More about the question. You can use RTT and never go back to main memory (itβs slow, to hell, to minimize the transfer from graphic memory to main memory), but the downside is that you need to use some rather complicated tricks to calculate AABB (which you want on the processor side) if you go pure graphics processor.
Instead, we do everything that requires changing the state of the particle on the processor side. Then we have a limited memory representation of this data, which is updated on the GPU. The vertex shader is quite meaty (but this is completely normal, do as much as possible in the vertex shader!), It extracts this compressed representation of the particle, converts it and transfers the uncompressed data to the pixel shader. The important point here is that you can and should break data into vertices and particles. This implies using instancing (this is just a way of saying: use frequency dividers). We represent the rotation of a particle with normal rotation around this normal.

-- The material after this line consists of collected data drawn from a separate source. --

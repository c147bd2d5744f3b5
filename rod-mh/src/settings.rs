#[cfg(feature = "serde-serialize")]
use serde::{Deserialize, Serialize};

/// The settings for a Metropolis-Hastings run.
#[cfg_attr(feature = "serde-serialize", derive(Serialize, Deserialize))]
#[derive(Debug, Copy, Clone, PartialEq)]
pub struct MhSettings {
    /// The number of iterations, including the initial draw from the prior
    #[cfg_attr(feature = "serde-serialize", serde(default = "default_iterations"))]
    pub iterations: usize,
    /// The mean of the prior on both endpoints at the first iteration
    #[cfg_attr(feature = "serde-serialize", serde(default = "default_prior_mean"))]
    pub prior_mean: [f64; 3],
    /// The variance along each axis of the endpoint prior and of the random-walk step
    #[cfg_attr(
        feature = "serde-serialize",
        serde(default = "default_prior_variance")
    )]
    pub prior_variance: f64,
    /// The variance along each axis of the pixel noise
    #[cfg_attr(
        feature = "serde-serialize",
        serde(default = "default_observation_variance")
    )]
    pub observation_variance: f64,
    /// The seed of the pseudo-random generator shared by proposals and acceptance tests
    #[cfg_attr(feature = "serde-serialize", serde(default = "default_seed"))]
    pub seed: u64,
}

impl Default for MhSettings {
    fn default() -> Self {
        Self {
            iterations: default_iterations(),
            prior_mean: default_prior_mean(),
            prior_variance: default_prior_variance(),
            observation_variance: default_observation_variance(),
            seed: default_seed(),
        }
    }
}

fn default_iterations() -> usize {
    50000
}

fn default_prior_mean() -> [f64; 3] {
    [0.0, 0.0, 4.0]
}

fn default_prior_variance() -> f64 {
    0.1
}

fn default_observation_variance() -> f64 {
    0.05 * 0.05
}

fn default_seed() -> u64 {
    500
}
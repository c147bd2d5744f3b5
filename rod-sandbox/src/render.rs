use image::{Rgba, RgbaImage};
use imageproc::{drawing, pixelops, rect::Rect};
use rod_core::nalgebra::{Point2, Point3};
use rod_core::ImageSegment;

pub const WIDTH: u32 = 640;
pub const HEIGHT: u32 = 480;
const MARGIN: u32 = 24;

const BACKGROUND: Rgba<u8> = Rgba([255, 255, 255, 255]);
const FRAME: Rgba<u8> = Rgba([0, 0, 0, 255]);
/// Colors of the X, Y and Z traces.
const AXES: [Rgba<u8>; 3] = [
    Rgba([31, 119, 180, 255]),
    Rgba([255, 127, 14, 255]),
    Rgba([44, 160, 44, 255]),
];
const OBSERVED: Rgba<u8> = Rgba([31, 119, 180, 255]);
const PROJECTED: Rgba<u8> = Rgba([214, 39, 40, 255]);

/// Maps a rectangle of data coordinates onto the plotting area of the canvas.
#[derive(Debug, Clone, Copy, PartialEq)]
struct Plot {
    min: Point2<f64>,
    max: Point2<f64>,
}

impl Plot {
    /// Bounds all finite points with some padding. Flat or empty ranges are widened.
    fn fit(points: impl IntoIterator<Item = Point2<f64>>) -> Self {
        let mut min = Point2::new(f64::INFINITY, f64::INFINITY);
        let mut max = Point2::new(f64::NEG_INFINITY, f64::NEG_INFINITY);
        for point in points.into_iter().filter(|p| p.x.is_finite() && p.y.is_finite()) {
            min = min.inf(&point);
            max = max.sup(&point);
        }
        for axis in 0..2 {
            if min[axis] > max[axis] {
                min[axis] = 0.0;
                max[axis] = 1.0;
            } else if min[axis] == max[axis] {
                min[axis] -= 0.5;
                max[axis] += 0.5;
            } else {
                let pad = 0.05 * (max[axis] - min[axis]);
                min[axis] -= pad;
                max[axis] += pad;
            }
        }
        Self { min, max }
    }

    /// The canvas position of a data point. The vertical axis points up.
    fn pixel(&self, point: Point2<f64>) -> (f32, f32) {
        let inner_width = (WIDTH - 2 * MARGIN) as f64;
        let inner_height = (HEIGHT - 2 * MARGIN) as f64;
        let x = (point.x - self.min.x) / (self.max.x - self.min.x);
        let y = (point.y - self.min.y) / (self.max.y - self.min.y);
        (
            (MARGIN as f64 + x * inner_width) as f32,
            (MARGIN as f64 + (1.0 - y) * inner_height) as f32,
        )
    }
}

fn canvas() -> RgbaImage {
    let mut canvas = RgbaImage::from_pixel(WIDTH, HEIGHT, BACKGROUND);
    drawing::draw_hollow_rect_mut(
        &mut canvas,
        Rect::at(MARGIN as i32, MARGIN as i32)
            .of_size(WIDTH - 2 * MARGIN, HEIGHT - 2 * MARGIN),
        FRAME,
    );
    canvas
}

fn draw_line(
    canvas: &mut RgbaImage,
    plot: &Plot,
    a: Point2<f64>,
    b: Point2<f64>,
    color: Rgba<u8>,
) {
    let (a, b) = (plot.pixel(a), plot.pixel(b));
    drawing::draw_antialiased_line_segment_mut(
        canvas,
        (a.0 as i32, a.1 as i32),
        (b.0 as i32, b.1 as i32),
        color,
        pixelops::interpolate,
    );
}

fn draw_cross(canvas: &mut RgbaImage, plot: &Plot, point: Point2<f64>, color: Rgba<u8>) {
    let (x, y) = plot.pixel(point);
    drawing::draw_cross_mut(canvas, color, x as i32, y as i32);
}

/// Plots the X, Y and Z coordinates of a sequence of endpoints against their index.
///
/// Non-finite coordinates are left out.
pub fn render_traces(points: &[Point3<f64>]) -> RgbaImage {
    let series = |axis: usize| {
        points
            .iter()
            .enumerate()
            .map(move |(index, point)| Point2::new(index as f64, point[axis]))
            .filter(|p| p.y.is_finite())
    };
    let plot = Plot::fit((0..3).flat_map(series));
    let mut canvas = canvas();
    for (axis, &color) in AXES.iter().enumerate() {
        let mut series = series(axis).peekable();
        if points.len() == 1 {
            if let Some(point) = series.next() {
                draw_cross(&mut canvas, &plot, point, color);
            }
            continue;
        }
        while let Some(a) = series.next() {
            if let Some(&b) = series.peek() {
                draw_line(&mut canvas, &plot, a, b, color);
            }
        }
    }
    canvas
}

/// Plots observed image points as crosses and the projection of an estimate as a line.
pub fn render_map(observed: &[Point2<f64>], projection: Option<ImageSegment>) -> RgbaImage {
    let endpoints = projection
        .into_iter()
        .flat_map(|segment| [segment.initial, segment.terminal]);
    let plot = Plot::fit(observed.iter().copied().chain(endpoints));
    let mut canvas = canvas();
    for &point in observed {
        if point.x.is_finite() && point.y.is_finite() {
            draw_cross(&mut canvas, &plot, point, OBSERVED);
        }
    }
    if let Some(segment) = projection {
        let (initial, terminal) = (segment.initial, segment.terminal);
        draw_line(&mut canvas, &plot, initial, terminal, PROJECTED);
    }
    canvas
}

#[cfg(test)]
mod tests {
    use super::*;

    #[test]
    fn fit_pads_and_widens() {
        let plot = Plot::fit([Point2::new(0.0, 2.0), Point2::new(10.0, 2.0)]);
        assert_eq!(plot.min.x, -0.5);
        assert_eq!(plot.max.x, 10.5);
        assert_eq!((plot.min.y, plot.max.y), (1.5, 2.5));

        let empty = Plot::fit(core::iter::empty());
        assert_eq!(empty.min, Point2::new(0.0, 0.0));
        assert_eq!(empty.max, Point2::new(1.0, 1.0));
    }

    #[test]
    fn corners_map_into_the_frame() {
        let plot = Plot {
            min: Point2::new(0.0, 0.0),
            max: Point2::new(1.0, 1.0),
        };
        let (left, right) = (MARGIN as f32, (WIDTH - MARGIN) as f32);
        let (top, bottom) = (MARGIN as f32, (HEIGHT - MARGIN) as f32);
        assert_eq!(plot.pixel(Point2::new(0.0, 0.0)), (left, bottom));
        assert_eq!(plot.pixel(Point2::new(1.0, 1.0)), (right, top));
    }

    #[test]
    fn map_draws_the_projection() {
        let segment = ImageSegment::new(Point2::new(0.0, 0.0), Point2::new(1.0, 1.0));
        let blank = render_map(&[], None);
        let image = render_map(&[], Some(segment));
        assert_eq!(image.dimensions(), (WIDTH, HEIGHT));
        assert!(blank.pixels().all(|&p| p == BACKGROUND || p == FRAME));
        assert!(image.pixels().zip(blank.pixels()).any(|(a, b)| a != b));
    }
}
use crate::{ImageSegment, Segment};
use nalgebra::{Point2, Point3};

/// Allows conversion from a point in world coordinates to the pixel location
/// at which a camera observes it.
pub trait Projection {
    /// Projects a euclidean world point onto the image.
    ///
    /// Since this might not be possible (if the point lies on the plane through the
    /// optical center that is parallel to the image), this operation is fallible.
    fn project(&self, point: Point3<f64>) -> Option<Point2<f64>>;

    /// Projects both endpoints of a segment onto the image.
    ///
    /// Fails if either endpoint cannot be projected.
    fn project_segment(&self, segment: Segment) -> Option<ImageSegment> {
        Some(ImageSegment::new(
            self.project(segment.initial)?,
            self.project(segment.terminal)?,
        ))
    }
}

impl<P> Projection for &P
where
    P: Projection + ?Sized,
{
    fn project(&self, point: Point3<f64>) -> Option<Point2<f64>> {
        (**self).project(point)
    }
}
use approx::assert_relative_eq;
use proptest::prelude::*;
use rod_core::nalgebra::{Matrix3x4, Point2, Point3};
use rod_core::{Projection, Segment};
use rod_pinhole::{project, ProjectionMatrix};

const EPSILON_APPROX: f64 = 1e-9;

/// The second camera sits at `(5, 0, 5)` looking down the negative X axis.
#[rustfmt::skip]
fn side_camera() -> ProjectionMatrix {
    ProjectionMatrix::new(Matrix3x4::new(
        0.0, 0.0, 1.0, -5.0,
        0.0, 1.0, 0.0, 0.0,
        -1.0, 0.0, 0.0, 5.0,
    ))
}

#[test]
fn side_camera_sees_depth_as_horizontal() {
    let camera = side_camera();
    // (x, y, z) -> (z - 5, y, 5 - x)
    let image = camera.project(Point3::new(1.0, 2.0, 4.0)).unwrap();
    assert_relative_eq!(image, Point2::new(-0.25, 0.5), epsilon = EPSILON_APPROX);
}

#[test]
fn zero_depth_has_no_image() {
    assert!(side_camera().project(Point3::new(5.0, 1.0, 1.0)).is_none());
    let segment = Segment::new(Point3::new(0.0, 0.0, 4.0), Point3::new(0.0, 1.0, 0.0));
    assert!(ProjectionMatrix::identity()
        .project_segment(segment)
        .is_none());
}

#[test]
fn reference_projects_like_owned() {
    let camera = side_camera();
    let point = Point3::new(0.5, -0.5, 3.0);
    assert_eq!((&camera).project(point), camera.project(point));
}

#[test]
fn invariant_to_positive_scaling() {
    proptest!(|(
        x in -10.0..10.0f64,
        y in -10.0..10.0f64,
        z in 0.1..20.0f64,
        factor in 0.01..100.0f64
    )| {
        for camera in [ProjectionMatrix::identity(), side_camera()] {
            let point = Point3::new(x, y, z);
            let scaled = camera.scaled(factor);
            match (project(point, &camera), project(point, &scaled)) {
                (Some(a), Some(b)) => {
                    prop_assert!((a - b).norm() <= 1e-9 * (1.0 + a.coords.norm()));
                }
                (None, None) => {}
                _ => prop_assert!(false, "scaling changed whether {} is visible", point),
            }
        }
    });
}

#[test]
fn doubling_the_matrix() {
    let camera = side_camera();
    let point = Point3::new(-1.0, 0.25, 2.5);
    assert_relative_eq!(
        project(point, &camera).unwrap(),
        project(point, &camera.scaled(2.0)).unwrap(),
        epsilon = EPSILON_APPROX
    );
}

Another reason for changing the state of a part of the CPU is that it is much more difficult to combine the behavior of the processor. Any at least half of a decent particle system requires a few pens to be able to create interesting particle effects.
EDIT: And if you have something like Particle :: Update that cannot be enabled, you have failed, minimize calls to particle functions, especially virtual ones, and keep the particle memory view tightly packed!